* **Exercise aim**: Send back the entries exactly as they were given.

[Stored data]
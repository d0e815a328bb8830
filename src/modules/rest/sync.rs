// Copyright © 2025 inboxsync.dev
// Licensed under InboxSync License Agreement v1.0
// Unauthorized copying, modification, or distribution is prohibited.

use poem::{handler, web::Json, Body, IntoResponse, Response, Result};
use serde::Deserialize;
use tracing::{info, warn};

use crate::modules::error::{code::ErrorCode, InboxSyncResult};
use crate::modules::gmail::client::GmailClient;
use crate::modules::oauth2;
use crate::modules::settings::cli::SETTINGS;
use crate::modules::store::supabase::SupabaseStore;
use crate::modules::sync::{run_sync, SyncReport};
use crate::raise_error;

/// Optional member override carried by the request body. The camelCase
/// alias matches older callers; unknown fields are ignored.
#[derive(Debug, Default, Deserialize)]
pub struct SyncOverride {
    #[serde(default, alias = "memberId")]
    pub member_id: Option<String>,
}

/// A body that fails to parse is treated as "no override", not as an
/// error: the trigger request is fire-and-forget and must never be
/// rejected over payload shape.
fn parse_override(body: &[u8]) -> Option<String> {
    if body.is_empty() {
        return None;
    }
    match serde_json::from_slice::<SyncOverride>(body) {
        Ok(overrides) => overrides.member_id,
        Err(error) => {
            warn!(error = %error, "request body is not a valid override payload, syncing without member override");
            None
        }
    }
}

#[handler]
pub async fn sync_mailbox(body: Body) -> Result<Response> {
    let bytes = body.into_vec().await.map_err(|e| {
        raise_error!(
            format!("Failed to read request body: {:#?}", e),
            ErrorCode::InvalidParameter
        )
    })?;
    let forced_member_id = parse_override(&bytes);

    let report = run_mailbox_sync(forced_member_id.as_deref()).await?;

    if report.processed == 0 && report.failures > 0 {
        return Err(raise_error!(
            format!(
                "every attempted message failed to sync: failures={}",
                report.failures
            ),
            ErrorCode::SyncRunFailed
        )
        .into());
    }

    info!(
        processed = report.processed,
        failures = report.failures,
        "mailbox sync completed"
    );
    Ok(Json(report).into_response())
}

async fn run_mailbox_sync(forced_member_id: Option<&str>) -> InboxSyncResult<SyncReport> {
    let access_token = oauth2::exchange_refresh_token(&SETTINGS).await?;
    let source = GmailClient::new(access_token, SETTINGS.inboxsync_gmail_user.clone())?;
    let store = SupabaseStore::from_settings(&SETTINGS)?;
    run_sync(&source, &store, SETTINGS.inboxsync_page_size, forced_member_id).await
}

#[cfg(test)]
mod tests {
    use super::parse_override;

    #[test]
    fn snake_case_field_is_accepted() {
        assert_eq!(
            parse_override(br#"{"member_id":"member-1"}"#).as_deref(),
            Some("member-1")
        );
    }

    #[test]
    fn camel_case_alias_is_accepted() {
        assert_eq!(
            parse_override(br#"{"memberId":"member-1"}"#).as_deref(),
            Some("member-1")
        );
    }

    #[test]
    fn unknown_fields_are_ignored() {
        assert_eq!(
            parse_override(br#"{"memberId":"member-1","maxResults":50}"#).as_deref(),
            Some("member-1")
        );
    }

    #[test]
    fn empty_body_means_no_override() {
        assert_eq!(parse_override(b""), None);
        assert_eq!(parse_override(br#"{}"#), None);
    }

    #[test]
    fn malformed_body_means_no_override() {
        assert_eq!(parse_override(b"not json at all"), None);
        assert_eq!(parse_override(br#"{"member_id":"#), None);
        assert_eq!(parse_override(b"null"), None);
    }
}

* **The completed task**:
repository d0e815a328bb8830
filename src/modules/rest/sync.rs
// Copyright © 2025 inboxsync.dev
// Licensed under InboxSync License Agreement v1.0
// Unauthorized copying, modification, or distribution is prohibited.

use poem::{handler, web::Json, Body, IntoResponse, Response, Result};
use serde::Deserialize;
use tracing::{info, warn};

use crate::modules::error::{code::ErrorCode, InboxSyncResult};
use crate::modules::gmail::client::GmailClient;
use crate::modules::oauth2;
use crate::modules::settings::cli::SETTINGS;
use crate::modules::store::supabase::SupabaseStore;
use crate::modules::sync::{run_sync, SyncReport};
use crate::raise_error;

/// Optional member override carried by the request body. The camelCase
/// alias matches older callers; unknown fields are ignored.
#[derive(Debug, Default, Deserialize)]
pub struct SyncOverride {
    #[serde(default, alias = "memberId")]
    pub member_id: Option<String>,
}

/// A body that fails to parse is treated as "no override", not as an
/// error: the trigger request is fire-and-forget and must never be
/// rejected over payload shape.
fn parse_override(body: &[u8]) -> Option<String> {
    if body.is_empty() {
        return None;
    }
    match serde_json::from_slice::<SyncOverride>(body) {
        Ok(overrides) => overrides.member_id,
        Err(error) => {
            warn!(error = %error, "request body is not a valid override payload, syncing without member override");
            None
        }
    }
}

#[handler]
pub async fn sync_mailbox(body: Body) -> Result<Response> {
    let bytes = body.into_vec().await.map_err(|e| {
        raise_error!(
            format!("Failed to read request body: {:#?}", e),
            ErrorCode::InvalidParameter
        )
    })?;
    let forced_member_id = parse_override(&bytes);

    let report = run_mailbox_sync(forced_member_id.as_deref()).await?;

    if report.processed == 0 && report.failures > 0 {
        return Err(raise_error!(
            format!(
                "every attempted message failed to sync: failures={}",
                report.failures
            ),
            ErrorCode::SyncRunFailed
        )
        .into());
    }

    info!(
        processed = report.processed,
        failures = report.failures,
        "mailbox sync completed"
    );
    Ok(Json(report).into_response())
}

async fn run_mailbox_sync(forced_member_id: Option<&str>) -> InboxSyncResult<SyncReport> {
    let access_token = oauth2::exchange_refresh_token(&SETTINGS).await?;
    let source = GmailClient::new(access_token, SETTINGS.inboxsync_gmail_user.clone())?;
    let store = SupabaseStore::from_settings(&SETTINGS)?;
    run_sync(&source, &store, SETTINGS.inboxsync_page_size, forced_member_id).await
}

#[cfg(test)]
mod tests {
    use super::parse_override;

    #[test]
    fn snake_case_field_is_accepted() {
        assert_eq!(
            parse_override(br#"{"member_id":"member-1"}"#).as_deref(),
            Some("member-1")
        );
    }

    #[test]
    fn camel_case_alias_is_accepted() {
        assert_eq!(
            parse_override(br#"{"memberId":"member-1"}"#).as_deref(),
            Some("member-1")
        );
    }

    #[test]
    fn unknown_fields_are_ignored() {
        assert_eq!(
            parse_override(br#"{"memberId":"member-1","maxResults":50}"#).as_deref(),
            Some("member-1")
        );
    }

    #[test]
    fn empty_body_means_no_override() {
        assert_eq!(parse_override(b""), None);
        assert_eq!(parse_override(br#"{}"#), None);
    }

    #[test]
    fn malformed_body_means_no_override() {
        assert_eq!(parse_override(b"not json at all"), None);
        assert_eq!(parse_override(br#"{"member_id":"#), None);
        assert_eq!(parse_override(b"null"), None);
    }
}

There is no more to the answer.